熊と人間のハーフであるウククは、熊のもとから逃げ出したかった母親に協力し、父である熊を殺害し、人間の集落に帰ってきた。
父親が熊だけに、ものすごい怪力を誇っており、標高5000メートルの高山に登って巨大な氷を持ち帰った。その氷が、溶けた水は人間に健康的な効果を及ぼし、多くの病人を救った。また、畑では水不足を解消し、秋にはとんでもない豊作をもたらした。また、驚異的な透視能力を持ち合わせており、トラブルに巻き込まれた人間を度々救った。

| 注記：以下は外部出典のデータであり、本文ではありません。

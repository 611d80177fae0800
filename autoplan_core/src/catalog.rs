//! Exercise template catalog and the classification tables used to reason
//! about it.
//!
//! Keyword heuristics live here as declarative tables behind named
//! functions so selection and routine building never match strings directly.

use crate::types::*;
use once_cell::sync::Lazy;
use std::collections::HashMap;

/// Muscle groups trained by each split
static SPLIT_MUSCLES: Lazy<HashMap<Split, &'static [&'static str]>> = Lazy::new(|| {
    let mut map: HashMap<Split, &'static [&'static str]> = HashMap::new();
    map.insert(Split::Push, &["chest", "shoulders", "triceps"]);
    map.insert(
        Split::Pull,
        &["lats", "upper_back", "lower_back", "traps", "biceps", "forearms"],
    );
    map.insert(
        Split::Legs,
        &[
            "quadriceps",
            "hamstrings",
            "glutes",
            "calves",
            "adductors",
            "abductors",
        ],
    );
    map.insert(Split::Core, &["abdominals", "obliques"]);
    map.insert(Split::Cardio, &["cardio", "full_body"]);
    map
});

/// Back muscles are always tried first when ordering muscle groups
const BACK_MUSCLES: &[&str] = &["lats", "upper_back", "lower_back", "traps"];

/// Muscle groups eligible for the abs finisher sub-selection
const ABS_MUSCLES: &[&str] = &["abdominals", "obliques"];

/// Titles that identify real compound leg work on leg day
const COMPOUND_LEG_KEYWORDS: &[&str] = &[
    "squat",
    "lunge",
    "deadlift",
    "leg press",
    "hip thrust",
    "step up",
    "step-up",
    "hack",
    "good morning",
    "romanian",
    "glute bridge",
];

/// Titles that identify genuine core work on core day
const CORE_KEYWORDS: &[&str] = &[
    "crunch",
    "plank",
    "twist",
    "hold",
    "sit up",
    "sit-up",
    "leg raise",
    "knee raise",
    "hollow",
    "v up",
    "v-up",
    "dead bug",
    "ab wheel",
    "rollout",
    "pallof",
    "woodchop",
    "wood chop",
    "flutter",
    "bicycle",
    "toes to bar",
    "l-sit",
    "side bend",
    "mountain climber",
];

/// Titles performed for time rather than reps
const HOLD_KEYWORDS: &[&str] = &[
    "plank",
    "hold",
    "hollow",
    "l-sit",
    "wall sit",
    "dead hang",
    "isometric",
    "static",
];

/// Bodyweight core movements that stay rep-based
const REP_CORE_KEYWORDS: &[&str] = &["crunch", "twist"];

const RECTUS_KEYWORDS: &[&str] = &[
    "crunch",
    "sit up",
    "sit-up",
    "leg raise",
    "knee raise",
    "v up",
    "v-up",
    "toes to bar",
    "rollout",
    "ab wheel",
    "flutter",
];

const OBLIQUE_KEYWORDS: &[&str] = &[
    "twist",
    "oblique",
    "side bend",
    "woodchop",
    "wood chop",
    "bicycle",
    "windshield",
    "pallof",
];

const ISOMETRIC_KEYWORDS: &[&str] = &["plank", "hold", "hollow", "l-sit", "dead bug"];

/// Slot in the abs finisher taxonomy
#[derive(Clone, Copy, Debug, PartialEq, Eq, Hash)]
pub enum AbsSlot {
    Rectus,
    Oblique,
    Isometric,
}

impl AbsSlot {
    pub const ALL: [AbsSlot; 3] = [AbsSlot::Rectus, AbsSlot::Oblique, AbsSlot::Isometric];
}

fn title_matches(title: &str, keywords: &[&str]) -> bool {
    let lower = title.to_lowercase();
    keywords.iter().any(|k| lower.contains(k))
}

/// Muscle groups trained by a split
pub fn muscle_groups_for(split: Split) -> &'static [&'static str] {
    SPLIT_MUSCLES.get(&split).copied().unwrap_or(&[])
}

/// Split a muscle group belongs to, if any
pub fn split_for_muscle(muscle: &str) -> Option<Split> {
    Split::ALL
        .into_iter()
        .find(|split| muscle_groups_for(*split).contains(&muscle))
}

pub fn is_back_muscle(muscle: &str) -> bool {
    BACK_MUSCLES.contains(&muscle)
}

pub fn is_abs_muscle(muscle: &str) -> bool {
    ABS_MUSCLES.contains(&muscle)
}

/// Leg-day filter: keep compound leg patterns, drop accessory noise
pub fn is_compound_leg(template: &ExerciseTemplate) -> bool {
    title_matches(&template.title, COMPOUND_LEG_KEYWORDS)
}

/// Core-day filter: keep exercises whose title names real core work
pub fn is_core_exercise(template: &ExerciseTemplate) -> bool {
    title_matches(&template.title, CORE_KEYWORDS)
}

/// Whether sets for this exercise store seconds rather than reps
pub fn is_duration_based(template: &ExerciseTemplate) -> bool {
    if template.primary_muscle_group == "cardio" {
        return true;
    }
    if title_matches(&template.title, HOLD_KEYWORDS) {
        return true;
    }
    template.equipment.is_bodyweight()
        && is_abs_muscle(&template.primary_muscle_group)
        && !title_matches(&template.title, REP_CORE_KEYWORDS)
}

/// Abs finisher slot for a title; holds win over rotations over rectus work
pub fn abs_slot(title: &str) -> Option<AbsSlot> {
    if title_matches(title, ISOMETRIC_KEYWORDS) {
        Some(AbsSlot::Isometric)
    } else if title_matches(title, OBLIQUE_KEYWORDS) {
        Some(AbsSlot::Oblique)
    } else if title_matches(title, RECTUS_KEYWORDS) {
        Some(AbsSlot::Rectus)
    } else {
        None
    }
}

/// Template catalog with id and title lookups
#[derive(Clone, Debug, Default)]
pub struct TemplateCatalog {
    templates: Vec<ExerciseTemplate>,
    by_id: HashMap<String, usize>,
    by_title: HashMap<String, usize>,
}

impl TemplateCatalog {
    pub fn new(templates: Vec<ExerciseTemplate>) -> Self {
        let mut by_id = HashMap::new();
        let mut by_title = HashMap::new();
        for (idx, template) in templates.iter().enumerate() {
            by_id.entry(template.id.clone()).or_insert(idx);
            by_title.entry(template.title.to_lowercase()).or_insert(idx);
        }
        Self {
            templates,
            by_id,
            by_title,
        }
    }

    pub fn is_empty(&self) -> bool {
        self.templates.is_empty()
    }

    pub fn len(&self) -> usize {
        self.templates.len()
    }

    pub fn templates(&self) -> &[ExerciseTemplate] {
        &self.templates
    }

    pub fn get(&self, id: &str) -> Option<&ExerciseTemplate> {
        self.by_id.get(id).map(|&idx| &self.templates[idx])
    }

    /// Resolve a performed exercise by template id, falling back to title
    pub fn resolve(&self, performance: &ExercisePerformance) -> Option<&ExerciseTemplate> {
        performance
            .exercise_template_id
            .as_deref()
            .and_then(|id| self.get(id))
            .or_else(|| {
                self.by_title
                    .get(&performance.title.to_lowercase())
                    .map(|&idx| &self.templates[idx])
            })
    }

    /// Templates whose primary muscle group matches
    pub fn for_muscle<'a>(&'a self, muscle: &'a str) -> impl Iterator<Item = &'a ExerciseTemplate> {
        self.templates
            .iter()
            .filter(move |t| t.primary_muscle_group == muscle)
    }

    /// Validate the catalog
    ///
    /// Returns a list of problems (empty if valid).
    pub fn validate(&self) -> Vec<String> {
        let mut errors = Vec::new();

        if self.by_id.len() != self.templates.len() {
            errors.push(format!(
                "{} duplicate template ids",
                self.templates.len() - self.by_id.len()
            ));
        }

        for template in &self.templates {
            if template.title.trim().is_empty() {
                errors.push(format!("Template {} has an empty title", template.id));
            }
            if template.primary_muscle_group.trim().is_empty() {
                errors.push(format!("Template {} has no primary muscle group", template.id));
            }
        }

        errors
    }
}

#[cfg(test)]
pub(crate) fn template(id: &str, title: &str, muscle: &str, equipment: Equipment) -> ExerciseTemplate {
    ExerciseTemplate {
        id: id.into(),
        title: title.into(),
        primary_muscle_group: muscle.into(),
        equipment,
    }
}

#[cfg(test)]
mod tests {
    use super::*;

    #[test]
    fn test_every_split_has_muscles() {
        for split in Split::ALL {
            assert!(!muscle_groups_for(split).is_empty(), "{} has no muscles", split);
        }
    }

    #[test]
    fn test_split_for_muscle() {
        assert_eq!(split_for_muscle("chest"), Some(Split::Push));
        assert_eq!(split_for_muscle("lats"), Some(Split::Pull));
        assert_eq!(split_for_muscle("glutes"), Some(Split::Legs));
        assert_eq!(split_for_muscle("abdominals"), Some(Split::Core));
        assert_eq!(split_for_muscle("neck"), None);
    }

    #[test]
    fn test_duration_classification() {
        let plank = template("a", "Plank", "abdominals", Equipment::None);
        let crunch = template("b", "Crunch", "abdominals", Equipment::None);
        let russian = template("c", "Russian Twist (Weighted)", "abdominals", Equipment::Plate);
        let leg_raise = template("d", "Lying Leg Raise", "abdominals", Equipment::None);
        let bench = template("e", "Bench Press (Barbell)", "chest", Equipment::Barbell);
        let bike = template("f", "Cycling", "cardio", Equipment::Machine);

        assert!(is_duration_based(&plank));
        assert!(!is_duration_based(&crunch));
        assert!(!is_duration_based(&russian));
        assert!(is_duration_based(&leg_raise));
        assert!(!is_duration_based(&bench));
        assert!(is_duration_based(&bike));
    }

    #[test]
    fn test_abs_slots() {
        assert_eq!(abs_slot("Plank"), Some(AbsSlot::Isometric));
        assert_eq!(abs_slot("Side Plank Hold"), Some(AbsSlot::Isometric));
        assert_eq!(abs_slot("Russian Twist"), Some(AbsSlot::Oblique));
        assert_eq!(abs_slot("Cable Crunch"), Some(AbsSlot::Rectus));
        assert_eq!(abs_slot("Hip Abduction"), None);
    }

    #[test]
    fn test_leg_and_core_filters() {
        let squat = template("a", "Back Squat (Barbell)", "quadriceps", Equipment::Barbell);
        let adductor = template("b", "Hip Adduction (Machine)", "adductors", Equipment::Machine);
        let stretch = template("c", "Cat Cow", "abdominals", Equipment::None);
        let crunch = template("d", "Decline Crunch", "abdominals", Equipment::None);

        assert!(is_compound_leg(&squat));
        assert!(!is_compound_leg(&adductor));
        assert!(!is_core_exercise(&stretch));
        assert!(is_core_exercise(&crunch));
    }

    #[test]
    fn test_resolve_by_id_then_title() {
        let catalog = TemplateCatalog::new(vec![
            template("T1", "Bench Press (Barbell)", "chest", Equipment::Barbell),
            template("T2", "Pull Up", "lats", Equipment::None),
        ]);

        let by_id = ExercisePerformance {
            title: "Renamed".into(),
            exercise_template_id: Some("T2".into()),
            sets: vec![],
        };
        let by_title = ExercisePerformance {
            title: "bench press (barbell)".into(),
            exercise_template_id: Some("missing".into()),
            sets: vec![],
        };
        let unknown = ExercisePerformance {
            title: "Mystery".into(),
            exercise_template_id: None,
            sets: vec![],
        };

        assert_eq!(catalog.resolve(&by_id).map(|t| t.id.as_str()), Some("T2"));
        assert_eq!(catalog.resolve(&by_title).map(|t| t.id.as_str()), Some("T1"));
        assert!(catalog.resolve(&unknown).is_none());
    }

    #[test]
    fn test_validate_reports_duplicates() {
        let catalog = TemplateCatalog::new(vec![
            template("T1", "Bench Press", "chest", Equipment::Barbell),
            template("T1", "Bench Press Copy", "chest", Equipment::Barbell),
        ]);
        let errors = catalog.validate();
        assert_eq!(errors.len(), 1);
        assert!(errors[0].contains("duplicate"));
    }
}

とにかく力が強すぎて、いろいろなエピソードがある。あいさつがわりに少年の背中を押しただけで吹っ飛ばしてしまったり、近所の馬に乗ろうとしたら馬が真っ二つに割れてしまったりしたこともある。
だが、基本的には人間の味方であり、村の困った出来事や人間ではとてもできない力仕事をやってくれる頼もしい存在である。

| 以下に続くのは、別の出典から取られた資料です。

//! Routine synchronization against the remote store.
//!
//! Per run: snapshot the local cache, discover remote routines, identify the
//! managed routine (trusting only ids present in the snapshot), then create
//! or update it. A final refresh re-caches the remote list, best effort.

use crate::cache::RoutineCache;
use crate::remote::{RemoteError, RoutineStore};
use crate::retry::RetryPolicy;
use crate::config::RoutineConfig;
use crate::{Config, RemoteRoutine, RoutinePayload};

/// Whether the managed routine was created or updated
#[derive(Clone, Copy, Debug, PartialEq, Eq, serde::Serialize)]
#[serde(rename_all = "snake_case")]
pub enum SyncAction {
    Created,
    Updated,
}

#[derive(Clone, Debug)]
pub struct SyncOutcome {
    pub action: SyncAction,
    pub routine: RemoteRoutine,
}

pub struct RoutineSynchronizer<'a> {
    store: &'a dyn RoutineStore,
    cache: &'a RoutineCache,
    policy: RetryPolicy,
    routine: &'a RoutineConfig,
    page_size: u32,
}

impl<'a> RoutineSynchronizer<'a> {
    pub fn new(store: &'a dyn RoutineStore, cache: &'a RoutineCache, config: &'a Config) -> Self {
        Self {
            store,
            cache,
            policy: RetryPolicy::from_config(&config.retry),
            routine: &config.routine,
            page_size: config.api.page_size.max(1),
        }
    }

    pub fn with_policy(mut self, policy: RetryPolicy) -> Self {
        self.policy = policy;
        self
    }

    /// Fetch every page of routines, retrying transient failures.
    /// A successful fetch replaces the local cache.
    pub async fn fetch_all(&self) -> Result<Vec<RemoteRoutine>, RemoteError> {
        let mut routines = Vec::new();
        let mut page = 1;
        loop {
            let body = self
                .policy
                .run("list routines", RemoteError::is_transient, || {
                    self.store.list_routines(page, self.page_size)
                })
                .await?;
            let received = body.routines.len();
            routines.extend(body.routines);
            if received == 0 || page >= body.page_count {
                break;
            }
            page += 1;
        }

        if let Err(e) = self.cache.store(&routines) {
            tracing::warn!("Failed to write routine cache: {}", e);
        }
        tracing::debug!("Fetched {} remote routines", routines.len());
        Ok(routines)
    }

    /// Remote routines, falling back to the cache and then to nothing
    pub async fn discover(&self) -> Vec<RemoteRoutine> {
        match self.fetch_all().await {
            Ok(routines) => routines,
            Err(e) => {
                let cached = self.cache.load();
                tracing::warn!(
                    "Listing routines failed ({}); falling back to {} cached routines",
                    e,
                    cached.len()
                );
                cached
            }
        }
    }

    /// Find the managed routine among `remote`, trusting only ids in `trusted`
    pub fn identify<'r>(
        &self,
        remote: &'r [RemoteRoutine],
        trusted: &[RemoteRoutine],
    ) -> Option<&'r RemoteRoutine> {
        let mut managed: Vec<&RemoteRoutine> = remote
            .iter()
            .filter(|r| self.routine.is_managed_title(&r.title))
            .filter(|r| {
                let known = trusted.iter().any(|t| t.id == r.id);
                if !known {
                    tracing::warn!(
                        "Managed routine {} ('{}') is not in the local cache, ignoring it",
                        r.id,
                        r.title
                    );
                }
                known
            })
            .collect();

        // Most recently updated first
        managed.sort_by(|a, b| b.updated_at.cmp(&a.updated_at));
        if managed.len() > 1 {
            tracing::warn!(
                "{} managed routines found, using {}",
                managed.len(),
                managed[0].id
            );
        }
        managed.into_iter().next()
    }

    /// Create the managed routine or update it in place
    pub async fn sync(&self, payload: &RoutinePayload) -> crate::Result<SyncOutcome> {
        let snapshot = self.cache.load();
        let remote = self.discover().await;

        match self.identify(&remote, &snapshot) {
            Some(existing) => {
                tracing::info!("Updating managed routine {}", existing.id);
                let routine = self.update(&existing.id, payload).await?;
                Ok(SyncOutcome {
                    action: SyncAction::Updated,
                    routine,
                })
            }
            None => {
                tracing::info!("No trusted managed routine found, creating one");
                let routine = self.create(payload).await?;
                Ok(SyncOutcome {
                    action: SyncAction::Created,
                    routine,
                })
            }
        }
    }

    pub async fn create(&self, payload: &RoutinePayload) -> Result<RemoteRoutine, RemoteError> {
        self.policy
            .run("create routine", RemoteError::is_transient, || {
                self.store.create_routine(payload)
            })
            .await
    }

    /// Update in place, retrying any failure. Exhausting the retries is an
    /// error; falling back to create would leave two managed routines.
    pub async fn update(
        &self,
        id: &str,
        payload: &RoutinePayload,
    ) -> Result<RemoteRoutine, RemoteError> {
        self.policy
            .run("update routine", |_| true, || self.store.update_routine(id, payload))
            .await
    }

    /// Re-fetch and re-cache the routine list; failures are only logged
    pub async fn refresh(&self) {
        match self.fetch_all().await {
            Ok(routines) => tracing::debug!("Refreshed cache with {} routines", routines.len()),
            Err(e) => tracing::warn!("Routine cache refresh failed: {}", e),
        }
    }
}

とにかく地元では、神様のように扱われており、地元の祭り「コイヨリッティ」とともに2011年にユネスコの無形文化財に指定されている。未確認生物の世界はとてつもなく広いが、ユネスコの無形文化財に選ばれたのは初のケースである。コイヨリッティという祭りでは、人々は仮面をかぶり、ウククになりきって祭りに参加するが、ウクク本人も人間に化けて、祭りに参加していると言われている。
近年、ウククは日本でも人気が出始めており、フィギュアなどがカプセルトイで発売され、注目を集めている。